A Hall of Fame was set up following a vote by supporters, while the club's logo was changed and the name 'AS Roma' registered as a trademark.
He is hoping that the likes of inspirational captain Totti, known as 'el Capitano,' will remain at the club when he retires in an ambassadorial role.
Pallotta talks about how each of the players is like a son to him, while he insists that those who work in the kitchens or security department equally command his respect.
"Francesco is going to be with us forever," says Pallotta with that trademark smile as he talks about the 38-year-old player, who made his debut for Roma at the age of 16. "Part of the role will be defined by him on what he wants to do.
"We would like him to be around the pitch, talking to people who are coming into the club and telling them, 'I've been here 20 years, this is what Roma's all about.'
"You would love to have him with the youth team and once in a while actually going out there and having a drill with them.
"And the other thing you'd love is for him to be an ambassador for us. If I'm a nine-year-old and Totti walks in and sits down with you and your parents and says 'I was here and this is what is going on at Roma' then the kids will be thinking 'OK, wow.'"
While the past and future are being taken care of, the present is very much up to those on the field of play.
Roma, which faces Bayern Munich in the Champions League Tuesday, has made an encouraging start to the domestic and European season.
Under head coach Rudi Garcia, the team has impressed with the likes of Totti, Miralem Pjanic, and Mattia Destro all catching the eye.
All three men played a vital role in Roma's 3-0 win over Chievo last weekend -- a result which leaves the team in second place and just one point behind leaders Juventus.

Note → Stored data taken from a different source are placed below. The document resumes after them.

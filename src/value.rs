// This module defines the value model used by the allocation unit. Every operand
// or result that flows through lowering is a value: an index into the unit's cell
// table, which in turn points at a slot holding the current handle, the data
// format and the lifetime of the value. Two values can be joined by remapping
// their cells onto one shared slot, after which an update through either value is
// visible through both. Lifetimes are position ranges over the unit's instruction
// ordering and are recomputed whenever instructions are reindexed.

//! Values, slots and lifetimes.

use crate::core::format::Format;
use crate::handle::Handle;

/// Identifier of a value. Values index the unit's cell table; two values that
/// have been joined map to the same slot.
#[derive(Debug, Clone, Copy, PartialEq, Eq, Hash)]
pub struct ValueId(pub u32);

/// Identifier of a storage slot shared by one or more values.
#[derive(Debug, Clone, Copy, PartialEq, Eq, Hash)]
pub struct SlotId(pub u32);

/// Position value meaning the lifetime endpoint has not been touched.
pub const UNTOUCHED: i32 = -1;

/// Storage and lifetime shared by the values joined onto this slot.
#[derive(Debug, Clone)]
pub struct Slot<'a> {
    pub handle: Handle<'a>,
    pub format: Format,
    /// First position at which the value was used, or `UNTOUCHED`.
    pub start: i32,
    /// Last position at which the value was used, or `UNTOUCHED`.
    pub end: i32,
}

impl<'a> Slot<'a> {
    pub fn new(format: Format) -> Self {
        Self {
            handle: Handle::None,
            format,
            start: UNTOUCHED,
            end: UNTOUCHED,
        }
    }

    /// Record a use of the slot at the given position, extending the
    /// lifetime in both directions.
    pub fn use_at(&mut self, position: i32) {
        if self.start == UNTOUCHED || position < self.start {
            self.start = position;
        }
        if self.end == UNTOUCHED || position > self.end {
            self.end = position;
        }
    }

    /// Forget the recorded lifetime, ahead of a reindex recomputation.
    pub fn reset_lifetime(&mut self) {
        self.start = UNTOUCHED;
        self.end = UNTOUCHED;
    }

    /// Whether the slot no longer needs its storage at the given position.
    /// An untouched slot is always expiring, as is a query at an unknown
    /// position.
    pub fn is_expiring(&self, position: i32) -> bool {
        position == UNTOUCHED || self.end == UNTOUCHED || position >= self.end
    }

    /// Whether the slot is used strictly after the given position.
    pub fn is_used_after(&self, position: i32) -> bool {
        self.end != UNTOUCHED && self.end > position
    }

    /// Whether the lifetime covers the given position.
    pub fn is_valid_at(&self, position: i32) -> bool {
        self.start != UNTOUCHED
            && self.end != UNTOUCHED
            && self.start <= position
            && position <= self.end
    }

    /// Merge another slot's lifetime into this one.
    pub fn merge_lifetime(&mut self, other: &Slot<'a>) {
        if other.start != UNTOUCHED {
            self.use_at(other.start);
        }
        if other.end != UNTOUCHED {
            self.use_at(other.end);
        }
    }
}
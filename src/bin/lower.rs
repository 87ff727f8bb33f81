// Demo driver for the lowering library. Records a handful of sample function
// bodies through the public unit API, runs the full pipeline and prints the
// resulting assembly for the selected target.

use bumpalo::Bump;
use clap::{Parser, ValueEnum};

use kiln::instruction::call::call_with_arguments;
use kiln::instruction::{Instruction, InstructionKind};
use kiln::scope::{Variable, VariableCategory};
use kiln::{
    assembly_header, data_section, lower_function, CompilationSession, CompileResult, Constant,
    Format, FunctionSignature, TargetConfig, Unit,
};

#[derive(Clone, Copy, ValueEnum)]
enum Target {
    /// x86-64, System V ABI.
    X64,
    /// AArch64, AAPCS64.
    Arm64,
}

/// Lower sample functions and print the assembly.
#[derive(Parser)]
#[command(name = "lower", version)]
struct Args {
    /// Target architecture.
    #[arg(long, value_enum, default_value_t = Target::X64)]
    target: Target,
}

fn main() -> CompileResult<()> {
    env_logger::init();
    let args = Args::parse();

    let target = match args.target {
        Target::X64 => TargetConfig::x64(),
        Target::Arm64 => TargetConfig::arm64(),
    };

    let arena = Bump::new();
    let session = CompilationSession::new(&arena);

    for line in assembly_header(&target) {
        println!("{}", line);
    }
    println!();

    for lines in [scale(&session, target)?, relay(&session, target)?] {
        for line in lines {
            println!("{}", line);
        }
        println!();
    }

    for line in data_section(&session) {
        println!("{}", line);
    }
    Ok(())
}

/// scale(a) = a * 3 + 24, folded into one address computation on x86-64.
fn scale<'a>(
    session: &'a CompilationSession<'a>,
    target: TargetConfig,
) -> CompileResult<Vec<String>> {
    let a = Variable {
        name: session.intern("a"),
        format: Format::Int64,
        category: VariableCategory::Parameter,
    };

    let mut unit = Unit::new(
        session,
        target,
        FunctionSignature {
            name: session.intern("scale"),
            parameters: Vec::new(),
            return_format: Some(Format::Int64),
        },
    );
    let a = unit.declare_variable(a);
    unit.function.parameters.push(a);
    unit.enter_scope(vec![a]);

    let loaded = unit.new_value(Format::Int64);
    unit.add(Instruction::new(
        InstructionKind::GetVariable { variable: a },
        loaded,
    ))?;
    let three = unit.new_value(Format::Int64);
    unit.add(Instruction::new(
        InstructionKind::GetConstant {
            constant: Constant::Integer(3),
        },
        three,
    ))?;
    let product = unit.new_value(Format::Int64);
    unit.add(Instruction::new(
        InstructionKind::Multiplication {
            first: loaded,
            second: three,
            assigns: false,
        },
        product,
    ))?;
    let offset = unit.new_value(Format::Int64);
    unit.add(Instruction::new(
        InstructionKind::GetConstant {
            constant: Constant::Integer(24),
        },
        offset,
    ))?;
    let sum = unit.new_value(Format::Int64);
    unit.add(Instruction::new(
        InstructionKind::Addition {
            first: offset,
            second: product,
            assigns: false,
        },
        sum,
    ))?;
    let result = unit.new_value(Format::Int64);
    unit.add(Instruction::new(
        InstructionKind::Return { value: Some(sum) },
        result,
    ))?;
    unit.exit_scope();

    lower_function(&mut unit)
}

/// relay(a) = helper(a) + 1, showing call marshalling and evacuation.
fn relay<'a>(
    session: &'a CompilationSession<'a>,
    target: TargetConfig,
) -> CompileResult<Vec<String>> {
    let a = Variable {
        name: session.intern("a"),
        format: Format::Int64,
        category: VariableCategory::Parameter,
    };

    let mut unit = Unit::new(
        session,
        target,
        FunctionSignature {
            name: session.intern("relay"),
            parameters: Vec::new(),
            return_format: Some(Format::Int64),
        },
    );
    let a = unit.declare_variable(a);
    unit.function.parameters.push(a);
    unit.enter_scope(vec![a]);

    let loaded = unit.new_value(Format::Int64);
    unit.add(Instruction::new(
        InstructionKind::GetVariable { variable: a },
        loaded,
    ))?;
    let call = call_with_arguments(
        &mut unit,
        session.intern("helper"),
        vec![loaded],
        Some(Format::Int64),
    )?;
    let returned = unit.instruction(call).result;
    let one = unit.new_value(Format::Int64);
    unit.add(Instruction::new(
        InstructionKind::GetConstant {
            constant: Constant::Integer(1),
        },
        one,
    ))?;
    let sum = unit.new_value(Format::Int64);
    unit.add(Instruction::new(
        InstructionKind::Addition {
            first: returned,
            second: one,
            assigns: false,
        },
        sum,
    ))?;
    let result = unit.new_value(Format::Int64);
    unit.add(Instruction::new(
        InstructionKind::Return { value: Some(sum) },
        result,
    ))?;
    unit.exit_scope();

    lower_function(&mut unit)
}
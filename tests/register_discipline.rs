// Allocation discipline: one live claimant per register, locked registers
// stay untouched, redundant moves disappear and constant multiplies and
// divides by powers of two become shifts.

use bumpalo::Bump;
use kiln::instruction::{Instruction, InstructionKind};
use kiln::memory;
use kiln::{
    CompilationSession, Constant, Format, FunctionSignature, Handle, TargetConfig, Unit, ValueId,
};

fn unit<'a>(session: &'a CompilationSession<'a>, target: TargetConfig) -> Unit<'a> {
    let _ = env_logger::builder().is_test(true).try_init();
    Unit::new(
        session,
        target,
        FunctionSignature {
            name: session.intern("sample"),
            parameters: Vec::new(),
            return_format: Some(Format::Int64),
        },
    )
}

fn live_register_value<'a>(unit: &mut Unit<'a>, name: &str) -> ValueId {
    let value = unit.new_value(Format::Int64);
    let reg = unit.register_by_name(name).unwrap();
    unit.occupy(reg, value);
    unit.use_value_at(value, 100);
    value
}

#[test]
fn next_register_never_returns_a_live_claimants_register() {
    let arena = Bump::new();
    let session = CompilationSession::new(&arena);
    let mut unit = unit(&session, TargetConfig::x64());

    let claimed = live_register_value(&mut unit, "rbx");
    let rbx = unit.register_by_name("rbx").unwrap();

    for _ in 0..8 {
        let reg = unit.next_register(false, &[]).unwrap();
        assert_ne!(reg, rbx);
        let value = unit.new_value(Format::Int64);
        unit.occupy(reg, value);
        unit.use_value_at(value, 100);
    }
    assert_eq!(unit.register_of(claimed), Some(rbx));
}

#[test]
fn locked_registers_are_skipped() {
    let arena = Bump::new();
    let session = CompilationSession::new(&arena);
    let mut unit = unit(&session, TargetConfig::x64());

    let rcx = unit.register_by_name("rcx").unwrap();
    unit.lock_register(rcx);

    for _ in 0..12 {
        match unit.next_register(false, &[]) {
            Ok(reg) => {
                assert_ne!(reg, rcx);
                let value = unit.new_value(Format::Int64);
                unit.occupy(reg, value);
                unit.use_value_at(value, 100);
            }
            // Running out with the lock held is fine, handing out the
            // locked register is not.
            Err(_) => break,
        }
    }
    unit.unlock_register(rcx);
}

#[test]
fn stale_occupants_free_their_register() {
    let arena = Bump::new();
    let session = CompilationSession::new(&arena);
    let mut unit = unit(&session, TargetConfig::x64());

    let value = live_register_value(&mut unit, "rbx");
    let rbx = unit.register_by_name("rbx").unwrap();

    // Once the value moves to memory the register no longer counts as held.
    let slot = unit.temporary_memory(8);
    unit.set_handle(value, slot);
    assert!(unit.is_register_available(rbx, 0));
}

#[test]
fn moving_a_value_onto_itself_emits_nothing() {
    let arena = Bump::new();
    let session = CompilationSession::new(&arena);
    let mut unit = unit(&session, TargetConfig::x64());

    let value = live_register_value(&mut unit, "rbx");
    let before = unit.order().len();
    let moved = memory::move_to_register(&mut unit, value, false, kiln::Size::Qword).unwrap();
    assert_eq!(unit.order().len(), before);
    let rbx = unit.register_by_name("rbx").unwrap();
    assert_eq!(moved, Handle::Register(rbx));
}

#[test]
fn multiply_by_power_of_two_becomes_a_shift() {
    let arena = Bump::new();
    let session = CompilationSession::new(&arena);
    let mut unit = unit(&session, TargetConfig::x64());

    let first = live_register_value(&mut unit, "rbx");
    let second = unit.new_value(Format::Int64);
    unit.set_handle(second, Handle::Constant(Constant::Integer(8)));

    let result = unit.new_value(Format::Int64);
    unit.add(Instruction::new(
        InstructionKind::Multiplication {
            first,
            second,
            assigns: false,
        },
        result,
    ))
    .unwrap();
    unit.build_pass().unwrap();

    let operations: Vec<String> = unit
        .order()
        .iter()
        .map(|id| unit.instruction(*id).operation.clone())
        .collect();
    assert!(operations.iter().any(|op| op == "sal"));
    assert!(!operations.iter().any(|op| op == "imul"));
}

#[test]
fn unsigned_divide_by_power_of_two_becomes_a_shift() {
    let arena = Bump::new();
    let session = CompilationSession::new(&arena);
    let mut unit = unit(&session, TargetConfig::x64());

    let first = live_register_value(&mut unit, "rbx");
    unit.set_format(first, Format::Uint64);
    let second = unit.new_value(Format::Uint64);
    unit.set_handle(second, Handle::Constant(Constant::Integer(16)));

    let result = unit.new_value(Format::Uint64);
    unit.add(Instruction::new(
        InstructionKind::Division {
            first,
            second,
            modulus: false,
            assigns: false,
            unsigned: true,
        },
        result,
    ))
    .unwrap();
    unit.build_pass().unwrap();

    let operations: Vec<String> = unit
        .order()
        .iter()
        .map(|id| unit.instruction(*id).operation.clone())
        .collect();
    assert!(operations.iter().any(|op| op == "shr"));
    assert!(!operations.iter().any(|op| op == "div" || op == "idiv"));
}

#[test]
fn signed_divide_by_power_of_two_becomes_an_arithmetic_shift() {
    let arena = Bump::new();
    let session = CompilationSession::new(&arena);
    let mut unit = unit(&session, TargetConfig::x64());

    let first = live_register_value(&mut unit, "rbx");
    let second = unit.new_value(Format::Int64);
    unit.set_handle(second, Handle::Constant(Constant::Integer(8)));

    let result = unit.new_value(Format::Int64);
    unit.add(Instruction::new(
        InstructionKind::Division {
            first,
            second,
            modulus: false,
            assigns: false,
            unsigned: false,
        },
        result,
    ))
    .unwrap();
    unit.build_pass().unwrap();

    let operations: Vec<String> = unit
        .order()
        .iter()
        .map(|id| unit.instruction(*id).operation.clone())
        .collect();
    assert!(operations.iter().any(|op| op == "sar"));
    assert!(!operations.iter().any(|op| op == "idiv"));
}
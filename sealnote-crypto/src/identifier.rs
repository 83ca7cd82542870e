//! Short note identifier generation.
//!
//! Identifiers are shared alongside the note link, so they are not secret on
//! their own, but they feed key derivation and therefore must come from a
//! cryptographically secure source. Six characters over a 62-symbol alphabet
//! give 62^6 ≈ 5.7×10^10 combinations (~35.7 bits).

use rand::rngs::OsRng;
use rand::Rng;

/// Identifier length in characters.
pub const IDENTIFIER_LEN: usize = 6;

/// Alphabet for identifiers: lower and upper Latin letters plus digits.
pub const IDENTIFIER_ALPHABET: &[u8; 62] =
    b"abcdefghijklmnopqrstuvwxyzABCDEFGHIJKLMNOPQRSTUVWXYZ0123456789";

/// Generates a fresh random note identifier from the OS CSPRNG.
pub fn generate_identifier() -> String {
    let mut rng = OsRng;
    (0..IDENTIFIER_LEN)
        .map(|_| IDENTIFIER_ALPHABET[rng.gen_range(0..IDENTIFIER_ALPHABET.len())] as char)
        .collect()
}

Bayern represents the biggest test faced by Roma at the Stadio Olimpico so far this season but for Pallotta, it is these kind of challenges which has put his club back in the big time.
"People are starting to talk more about what is going on at Roma," Pallotta says with a smile.
"It's a long-term thing. You can do it in one or two years and people will think it's a fluke, but the objective is to do it over 20 years and have that stability.
"We want to be in the Champions League, compete for the title which I feel we can do this year."
Bayern Munich -- the gladiator awaits.